## What to produce
One figure is wanted here: how many lines in the entries hold the word "checkpoint".
**** Entries provided ****
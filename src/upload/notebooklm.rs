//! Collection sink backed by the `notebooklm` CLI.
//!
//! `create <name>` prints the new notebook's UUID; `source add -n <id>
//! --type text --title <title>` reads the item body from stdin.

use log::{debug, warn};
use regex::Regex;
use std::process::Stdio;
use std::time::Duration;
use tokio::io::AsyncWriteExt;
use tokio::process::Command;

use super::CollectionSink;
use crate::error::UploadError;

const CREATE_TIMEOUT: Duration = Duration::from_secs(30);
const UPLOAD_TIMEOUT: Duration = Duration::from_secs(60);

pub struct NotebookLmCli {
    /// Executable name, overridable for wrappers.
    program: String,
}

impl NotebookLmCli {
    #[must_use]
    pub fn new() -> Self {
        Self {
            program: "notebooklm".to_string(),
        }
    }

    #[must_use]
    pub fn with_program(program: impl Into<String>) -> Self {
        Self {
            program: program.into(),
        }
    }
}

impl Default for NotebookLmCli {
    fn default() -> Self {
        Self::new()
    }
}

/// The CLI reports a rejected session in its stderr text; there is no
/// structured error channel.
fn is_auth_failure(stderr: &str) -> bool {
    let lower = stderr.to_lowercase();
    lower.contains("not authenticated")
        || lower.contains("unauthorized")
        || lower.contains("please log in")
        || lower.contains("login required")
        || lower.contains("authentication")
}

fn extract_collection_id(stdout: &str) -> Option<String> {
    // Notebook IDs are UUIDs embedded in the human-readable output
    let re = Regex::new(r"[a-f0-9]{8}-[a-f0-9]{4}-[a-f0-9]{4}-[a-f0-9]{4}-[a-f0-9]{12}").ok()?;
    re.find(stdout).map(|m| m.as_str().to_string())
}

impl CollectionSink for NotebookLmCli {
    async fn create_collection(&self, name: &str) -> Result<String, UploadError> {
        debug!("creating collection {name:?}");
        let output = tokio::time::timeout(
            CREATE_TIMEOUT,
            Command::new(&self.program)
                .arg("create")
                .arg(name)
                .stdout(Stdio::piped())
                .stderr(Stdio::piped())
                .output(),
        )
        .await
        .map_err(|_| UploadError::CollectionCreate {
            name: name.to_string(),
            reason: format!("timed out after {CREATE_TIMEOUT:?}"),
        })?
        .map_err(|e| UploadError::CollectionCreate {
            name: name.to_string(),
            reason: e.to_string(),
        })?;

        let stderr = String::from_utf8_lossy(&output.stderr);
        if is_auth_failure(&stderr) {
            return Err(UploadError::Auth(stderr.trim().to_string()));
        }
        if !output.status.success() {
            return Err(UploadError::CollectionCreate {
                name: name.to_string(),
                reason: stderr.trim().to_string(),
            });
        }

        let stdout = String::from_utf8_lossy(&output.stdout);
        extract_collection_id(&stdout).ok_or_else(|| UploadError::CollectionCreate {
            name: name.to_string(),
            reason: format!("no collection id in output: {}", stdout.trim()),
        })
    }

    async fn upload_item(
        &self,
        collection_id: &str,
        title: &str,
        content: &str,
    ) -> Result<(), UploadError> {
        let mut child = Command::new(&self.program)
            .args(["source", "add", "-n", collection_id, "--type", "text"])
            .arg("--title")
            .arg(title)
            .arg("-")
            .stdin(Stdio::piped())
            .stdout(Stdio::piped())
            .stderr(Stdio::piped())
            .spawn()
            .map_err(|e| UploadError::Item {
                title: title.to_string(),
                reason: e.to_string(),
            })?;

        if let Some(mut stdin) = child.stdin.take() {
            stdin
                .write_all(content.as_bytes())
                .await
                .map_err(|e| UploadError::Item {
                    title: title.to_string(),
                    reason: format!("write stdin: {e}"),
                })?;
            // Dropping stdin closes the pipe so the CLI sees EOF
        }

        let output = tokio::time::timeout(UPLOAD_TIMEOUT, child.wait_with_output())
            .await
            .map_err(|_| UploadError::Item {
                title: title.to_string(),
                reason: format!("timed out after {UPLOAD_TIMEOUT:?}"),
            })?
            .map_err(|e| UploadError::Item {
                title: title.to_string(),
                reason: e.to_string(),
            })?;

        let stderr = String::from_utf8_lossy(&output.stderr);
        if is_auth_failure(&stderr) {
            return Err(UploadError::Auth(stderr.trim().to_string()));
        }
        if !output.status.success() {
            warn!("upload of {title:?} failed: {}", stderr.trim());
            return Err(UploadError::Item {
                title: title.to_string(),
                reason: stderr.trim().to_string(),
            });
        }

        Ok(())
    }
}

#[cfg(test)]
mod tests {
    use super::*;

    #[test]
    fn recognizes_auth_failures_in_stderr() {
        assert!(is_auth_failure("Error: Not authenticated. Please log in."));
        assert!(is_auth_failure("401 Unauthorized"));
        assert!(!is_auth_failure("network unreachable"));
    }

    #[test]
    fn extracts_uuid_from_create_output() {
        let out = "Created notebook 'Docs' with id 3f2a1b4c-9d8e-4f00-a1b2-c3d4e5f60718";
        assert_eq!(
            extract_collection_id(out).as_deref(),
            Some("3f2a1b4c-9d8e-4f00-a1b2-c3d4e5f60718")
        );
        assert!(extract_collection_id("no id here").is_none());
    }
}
****
**** Entries provided ****
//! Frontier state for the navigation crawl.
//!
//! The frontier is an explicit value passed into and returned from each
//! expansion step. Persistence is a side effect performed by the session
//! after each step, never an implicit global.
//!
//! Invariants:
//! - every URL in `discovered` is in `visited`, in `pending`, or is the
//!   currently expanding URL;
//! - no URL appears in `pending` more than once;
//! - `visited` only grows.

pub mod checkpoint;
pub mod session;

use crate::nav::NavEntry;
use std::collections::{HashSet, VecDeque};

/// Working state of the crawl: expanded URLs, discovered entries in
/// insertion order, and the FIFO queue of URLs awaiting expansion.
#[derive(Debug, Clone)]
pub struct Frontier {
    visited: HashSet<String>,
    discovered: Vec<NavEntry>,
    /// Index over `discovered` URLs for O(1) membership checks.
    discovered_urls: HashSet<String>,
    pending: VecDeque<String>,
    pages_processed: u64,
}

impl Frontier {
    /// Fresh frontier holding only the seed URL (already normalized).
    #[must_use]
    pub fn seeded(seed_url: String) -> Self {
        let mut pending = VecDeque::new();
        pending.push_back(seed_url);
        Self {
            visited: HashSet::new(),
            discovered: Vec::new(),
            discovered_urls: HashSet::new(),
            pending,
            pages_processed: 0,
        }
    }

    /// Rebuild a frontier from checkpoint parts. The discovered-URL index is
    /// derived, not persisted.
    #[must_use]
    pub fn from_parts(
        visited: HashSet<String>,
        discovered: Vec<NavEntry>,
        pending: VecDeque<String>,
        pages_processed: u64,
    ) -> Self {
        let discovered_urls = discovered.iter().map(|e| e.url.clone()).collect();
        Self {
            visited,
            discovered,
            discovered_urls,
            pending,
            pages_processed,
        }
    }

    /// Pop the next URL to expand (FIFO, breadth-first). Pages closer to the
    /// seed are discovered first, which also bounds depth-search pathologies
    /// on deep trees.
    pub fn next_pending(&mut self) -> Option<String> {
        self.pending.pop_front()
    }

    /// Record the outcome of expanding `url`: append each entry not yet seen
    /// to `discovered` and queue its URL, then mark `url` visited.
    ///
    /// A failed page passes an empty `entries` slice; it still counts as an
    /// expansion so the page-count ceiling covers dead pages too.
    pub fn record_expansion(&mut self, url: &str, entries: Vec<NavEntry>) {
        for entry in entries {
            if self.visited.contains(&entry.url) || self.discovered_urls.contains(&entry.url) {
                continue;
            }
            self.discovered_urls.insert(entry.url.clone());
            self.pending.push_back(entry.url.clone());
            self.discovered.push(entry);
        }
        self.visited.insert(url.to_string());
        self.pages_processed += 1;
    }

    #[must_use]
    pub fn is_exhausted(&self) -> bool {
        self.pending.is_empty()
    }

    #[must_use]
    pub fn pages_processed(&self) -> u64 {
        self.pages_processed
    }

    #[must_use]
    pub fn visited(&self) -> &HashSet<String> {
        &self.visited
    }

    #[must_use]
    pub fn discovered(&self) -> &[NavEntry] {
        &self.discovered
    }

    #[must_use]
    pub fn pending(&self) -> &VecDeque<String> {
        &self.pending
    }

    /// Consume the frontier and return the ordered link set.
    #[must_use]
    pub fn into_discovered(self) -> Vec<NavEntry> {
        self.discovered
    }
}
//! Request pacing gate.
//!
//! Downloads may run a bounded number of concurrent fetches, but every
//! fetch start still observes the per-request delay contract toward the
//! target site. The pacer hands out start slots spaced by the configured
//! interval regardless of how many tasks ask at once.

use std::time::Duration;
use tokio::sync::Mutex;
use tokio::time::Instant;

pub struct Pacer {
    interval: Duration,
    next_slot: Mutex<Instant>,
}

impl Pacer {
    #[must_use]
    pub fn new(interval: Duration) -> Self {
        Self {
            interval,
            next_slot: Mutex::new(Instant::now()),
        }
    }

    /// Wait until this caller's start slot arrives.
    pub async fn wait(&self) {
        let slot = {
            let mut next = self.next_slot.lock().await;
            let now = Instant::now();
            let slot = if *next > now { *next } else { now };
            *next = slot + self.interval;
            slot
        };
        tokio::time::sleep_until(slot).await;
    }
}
****
**** Entries provided ****
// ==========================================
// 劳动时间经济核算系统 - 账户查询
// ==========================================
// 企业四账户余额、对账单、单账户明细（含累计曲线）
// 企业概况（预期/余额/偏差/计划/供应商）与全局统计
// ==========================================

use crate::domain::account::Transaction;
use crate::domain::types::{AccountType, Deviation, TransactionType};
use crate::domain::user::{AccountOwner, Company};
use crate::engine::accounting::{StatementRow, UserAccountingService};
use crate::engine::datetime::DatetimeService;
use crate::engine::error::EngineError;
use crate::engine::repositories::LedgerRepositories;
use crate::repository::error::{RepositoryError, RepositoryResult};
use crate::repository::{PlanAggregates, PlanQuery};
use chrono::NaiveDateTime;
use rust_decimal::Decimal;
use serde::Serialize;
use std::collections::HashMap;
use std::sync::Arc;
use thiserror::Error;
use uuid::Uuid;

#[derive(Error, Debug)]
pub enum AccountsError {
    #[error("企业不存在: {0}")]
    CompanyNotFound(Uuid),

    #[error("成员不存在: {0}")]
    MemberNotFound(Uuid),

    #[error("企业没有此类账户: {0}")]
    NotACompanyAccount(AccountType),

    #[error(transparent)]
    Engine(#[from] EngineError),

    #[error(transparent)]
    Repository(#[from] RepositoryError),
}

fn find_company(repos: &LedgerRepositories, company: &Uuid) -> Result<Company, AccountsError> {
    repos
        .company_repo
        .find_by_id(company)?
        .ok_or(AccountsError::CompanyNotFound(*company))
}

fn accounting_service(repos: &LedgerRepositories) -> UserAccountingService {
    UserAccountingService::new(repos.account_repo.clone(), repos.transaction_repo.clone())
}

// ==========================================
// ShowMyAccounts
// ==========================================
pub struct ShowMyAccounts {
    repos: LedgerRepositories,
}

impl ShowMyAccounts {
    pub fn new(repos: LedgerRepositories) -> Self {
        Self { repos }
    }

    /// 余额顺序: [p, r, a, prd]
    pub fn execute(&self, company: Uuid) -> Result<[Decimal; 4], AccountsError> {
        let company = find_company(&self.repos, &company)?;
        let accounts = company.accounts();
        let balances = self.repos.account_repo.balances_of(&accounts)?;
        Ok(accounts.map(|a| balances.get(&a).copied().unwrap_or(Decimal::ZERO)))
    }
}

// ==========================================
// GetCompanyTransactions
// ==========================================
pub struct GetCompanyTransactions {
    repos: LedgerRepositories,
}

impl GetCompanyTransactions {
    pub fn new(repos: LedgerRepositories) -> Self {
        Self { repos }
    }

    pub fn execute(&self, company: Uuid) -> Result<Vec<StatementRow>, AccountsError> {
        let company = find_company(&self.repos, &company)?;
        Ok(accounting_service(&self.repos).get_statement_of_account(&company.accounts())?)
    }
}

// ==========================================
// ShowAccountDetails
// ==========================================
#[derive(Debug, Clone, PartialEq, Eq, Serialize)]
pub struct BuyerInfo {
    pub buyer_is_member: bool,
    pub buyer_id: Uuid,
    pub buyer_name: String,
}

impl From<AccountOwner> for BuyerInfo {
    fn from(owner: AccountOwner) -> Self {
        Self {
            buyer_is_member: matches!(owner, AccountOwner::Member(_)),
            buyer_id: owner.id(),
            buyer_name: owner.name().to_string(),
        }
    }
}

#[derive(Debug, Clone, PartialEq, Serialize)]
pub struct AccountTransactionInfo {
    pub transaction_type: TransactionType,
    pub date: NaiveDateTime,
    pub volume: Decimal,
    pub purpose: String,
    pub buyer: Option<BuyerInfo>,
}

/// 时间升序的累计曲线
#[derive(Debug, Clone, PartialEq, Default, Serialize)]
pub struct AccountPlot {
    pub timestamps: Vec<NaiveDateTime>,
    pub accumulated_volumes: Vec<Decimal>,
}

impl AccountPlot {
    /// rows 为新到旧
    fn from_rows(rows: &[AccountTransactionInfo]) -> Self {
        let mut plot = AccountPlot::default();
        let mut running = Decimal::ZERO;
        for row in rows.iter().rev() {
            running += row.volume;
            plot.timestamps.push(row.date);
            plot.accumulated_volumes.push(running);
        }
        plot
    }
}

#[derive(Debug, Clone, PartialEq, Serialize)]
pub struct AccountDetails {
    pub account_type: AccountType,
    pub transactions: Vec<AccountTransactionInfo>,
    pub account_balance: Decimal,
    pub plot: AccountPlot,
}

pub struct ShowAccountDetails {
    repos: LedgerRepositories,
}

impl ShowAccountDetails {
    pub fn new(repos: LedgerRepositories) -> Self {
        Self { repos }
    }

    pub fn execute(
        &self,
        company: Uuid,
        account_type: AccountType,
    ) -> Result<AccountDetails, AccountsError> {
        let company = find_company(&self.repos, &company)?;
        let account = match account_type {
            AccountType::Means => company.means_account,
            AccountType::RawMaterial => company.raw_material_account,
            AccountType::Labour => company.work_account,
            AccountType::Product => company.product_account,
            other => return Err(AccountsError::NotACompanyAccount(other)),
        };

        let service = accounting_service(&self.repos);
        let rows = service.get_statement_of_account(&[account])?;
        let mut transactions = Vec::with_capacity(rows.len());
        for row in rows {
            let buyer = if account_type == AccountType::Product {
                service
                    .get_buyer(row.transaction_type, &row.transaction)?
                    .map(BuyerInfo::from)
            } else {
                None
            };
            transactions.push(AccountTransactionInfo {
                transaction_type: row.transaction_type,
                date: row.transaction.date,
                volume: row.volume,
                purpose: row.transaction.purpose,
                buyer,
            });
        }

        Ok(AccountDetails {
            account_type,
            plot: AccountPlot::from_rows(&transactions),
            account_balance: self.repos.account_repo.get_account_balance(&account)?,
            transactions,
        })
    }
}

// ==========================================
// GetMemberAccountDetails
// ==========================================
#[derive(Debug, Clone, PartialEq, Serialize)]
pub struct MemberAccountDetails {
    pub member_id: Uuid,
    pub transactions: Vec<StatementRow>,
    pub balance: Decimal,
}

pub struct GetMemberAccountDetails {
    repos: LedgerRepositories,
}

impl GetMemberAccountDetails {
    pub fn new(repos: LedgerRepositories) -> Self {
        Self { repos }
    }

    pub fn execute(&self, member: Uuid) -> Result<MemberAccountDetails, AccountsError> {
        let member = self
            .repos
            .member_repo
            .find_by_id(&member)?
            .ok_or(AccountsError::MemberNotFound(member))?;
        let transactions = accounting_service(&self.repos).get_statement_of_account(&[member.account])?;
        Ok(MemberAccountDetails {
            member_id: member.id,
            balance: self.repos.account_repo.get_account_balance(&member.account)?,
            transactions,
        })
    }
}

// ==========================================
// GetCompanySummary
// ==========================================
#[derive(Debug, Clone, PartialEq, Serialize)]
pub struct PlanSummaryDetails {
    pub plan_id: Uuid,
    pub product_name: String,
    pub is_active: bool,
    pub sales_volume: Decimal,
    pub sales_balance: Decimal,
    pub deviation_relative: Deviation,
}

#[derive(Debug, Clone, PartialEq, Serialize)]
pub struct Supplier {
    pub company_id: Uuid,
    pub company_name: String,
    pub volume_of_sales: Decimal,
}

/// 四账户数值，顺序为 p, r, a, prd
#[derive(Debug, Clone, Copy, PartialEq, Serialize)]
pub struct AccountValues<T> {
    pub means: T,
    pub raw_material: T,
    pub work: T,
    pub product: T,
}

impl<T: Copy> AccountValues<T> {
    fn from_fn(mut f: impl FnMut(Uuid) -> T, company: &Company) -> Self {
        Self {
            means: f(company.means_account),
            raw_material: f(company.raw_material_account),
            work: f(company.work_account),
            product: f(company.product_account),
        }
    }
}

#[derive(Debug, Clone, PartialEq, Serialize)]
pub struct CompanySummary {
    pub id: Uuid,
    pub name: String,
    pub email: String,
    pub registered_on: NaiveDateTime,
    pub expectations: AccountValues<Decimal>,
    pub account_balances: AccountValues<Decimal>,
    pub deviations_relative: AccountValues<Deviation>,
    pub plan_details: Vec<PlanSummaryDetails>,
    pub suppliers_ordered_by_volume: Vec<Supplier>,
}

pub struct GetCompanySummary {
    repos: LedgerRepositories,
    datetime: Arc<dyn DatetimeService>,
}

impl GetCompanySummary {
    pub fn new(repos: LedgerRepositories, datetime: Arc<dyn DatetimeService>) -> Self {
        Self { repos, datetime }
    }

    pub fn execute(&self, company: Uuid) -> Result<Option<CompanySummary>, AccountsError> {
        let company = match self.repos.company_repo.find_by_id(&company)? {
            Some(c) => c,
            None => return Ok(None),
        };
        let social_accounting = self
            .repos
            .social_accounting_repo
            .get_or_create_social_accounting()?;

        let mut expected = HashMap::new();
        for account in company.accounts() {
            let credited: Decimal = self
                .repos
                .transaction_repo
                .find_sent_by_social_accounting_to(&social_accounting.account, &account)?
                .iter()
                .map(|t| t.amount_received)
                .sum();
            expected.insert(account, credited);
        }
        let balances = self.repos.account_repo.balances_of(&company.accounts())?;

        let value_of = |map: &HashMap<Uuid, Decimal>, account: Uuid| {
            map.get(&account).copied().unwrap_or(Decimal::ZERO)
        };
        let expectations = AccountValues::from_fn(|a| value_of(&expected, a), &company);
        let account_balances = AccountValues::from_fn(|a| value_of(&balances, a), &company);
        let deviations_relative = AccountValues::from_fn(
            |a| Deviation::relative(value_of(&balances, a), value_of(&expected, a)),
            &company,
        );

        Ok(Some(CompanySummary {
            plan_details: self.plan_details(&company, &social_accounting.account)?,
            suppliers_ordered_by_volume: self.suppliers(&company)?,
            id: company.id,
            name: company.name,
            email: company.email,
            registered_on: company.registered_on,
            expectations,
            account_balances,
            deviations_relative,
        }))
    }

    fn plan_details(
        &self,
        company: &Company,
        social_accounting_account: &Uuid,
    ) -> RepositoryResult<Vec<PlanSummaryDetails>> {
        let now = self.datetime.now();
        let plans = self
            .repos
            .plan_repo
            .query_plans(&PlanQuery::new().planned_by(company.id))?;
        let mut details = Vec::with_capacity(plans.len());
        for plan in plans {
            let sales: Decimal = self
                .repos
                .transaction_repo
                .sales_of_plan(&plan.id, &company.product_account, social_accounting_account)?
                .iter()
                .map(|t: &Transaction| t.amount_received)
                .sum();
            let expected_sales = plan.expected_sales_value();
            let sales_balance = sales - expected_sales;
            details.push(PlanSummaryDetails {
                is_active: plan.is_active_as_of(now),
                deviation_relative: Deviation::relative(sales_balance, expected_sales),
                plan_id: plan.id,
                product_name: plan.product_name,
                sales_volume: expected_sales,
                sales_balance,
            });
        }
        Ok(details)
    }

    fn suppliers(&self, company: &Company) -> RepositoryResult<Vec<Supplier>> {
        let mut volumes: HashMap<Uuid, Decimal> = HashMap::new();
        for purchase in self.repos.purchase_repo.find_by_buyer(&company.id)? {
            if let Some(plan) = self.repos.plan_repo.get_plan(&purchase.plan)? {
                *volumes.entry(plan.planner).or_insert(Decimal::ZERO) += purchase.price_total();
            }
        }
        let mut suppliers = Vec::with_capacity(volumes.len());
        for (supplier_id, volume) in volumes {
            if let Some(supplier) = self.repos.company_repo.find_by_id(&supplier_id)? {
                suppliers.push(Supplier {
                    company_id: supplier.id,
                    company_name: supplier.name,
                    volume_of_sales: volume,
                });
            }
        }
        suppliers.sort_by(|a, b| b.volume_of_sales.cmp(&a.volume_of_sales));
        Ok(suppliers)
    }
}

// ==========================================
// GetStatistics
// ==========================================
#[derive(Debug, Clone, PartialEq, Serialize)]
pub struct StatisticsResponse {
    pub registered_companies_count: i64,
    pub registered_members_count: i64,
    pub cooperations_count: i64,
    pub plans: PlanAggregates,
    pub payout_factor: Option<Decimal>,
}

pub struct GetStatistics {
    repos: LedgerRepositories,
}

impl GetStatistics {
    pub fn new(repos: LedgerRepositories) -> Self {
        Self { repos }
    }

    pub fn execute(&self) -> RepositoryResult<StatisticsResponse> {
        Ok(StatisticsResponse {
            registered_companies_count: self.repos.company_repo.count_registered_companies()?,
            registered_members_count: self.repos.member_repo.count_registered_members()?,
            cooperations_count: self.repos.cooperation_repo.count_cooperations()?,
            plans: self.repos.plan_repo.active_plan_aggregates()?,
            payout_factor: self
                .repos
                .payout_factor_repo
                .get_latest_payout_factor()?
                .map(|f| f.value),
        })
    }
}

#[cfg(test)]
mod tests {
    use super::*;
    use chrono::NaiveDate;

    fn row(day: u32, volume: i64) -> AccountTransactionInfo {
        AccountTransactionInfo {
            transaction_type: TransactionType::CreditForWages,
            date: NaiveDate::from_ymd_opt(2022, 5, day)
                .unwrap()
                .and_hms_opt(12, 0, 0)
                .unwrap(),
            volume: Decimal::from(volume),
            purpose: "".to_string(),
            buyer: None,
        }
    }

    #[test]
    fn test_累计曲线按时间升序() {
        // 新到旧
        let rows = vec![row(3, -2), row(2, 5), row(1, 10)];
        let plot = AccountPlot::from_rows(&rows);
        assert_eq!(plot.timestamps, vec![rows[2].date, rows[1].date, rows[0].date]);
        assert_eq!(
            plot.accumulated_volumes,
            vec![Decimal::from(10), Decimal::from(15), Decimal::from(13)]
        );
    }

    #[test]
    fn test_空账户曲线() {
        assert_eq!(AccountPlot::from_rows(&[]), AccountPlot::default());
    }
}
****
## Answer to this problem
2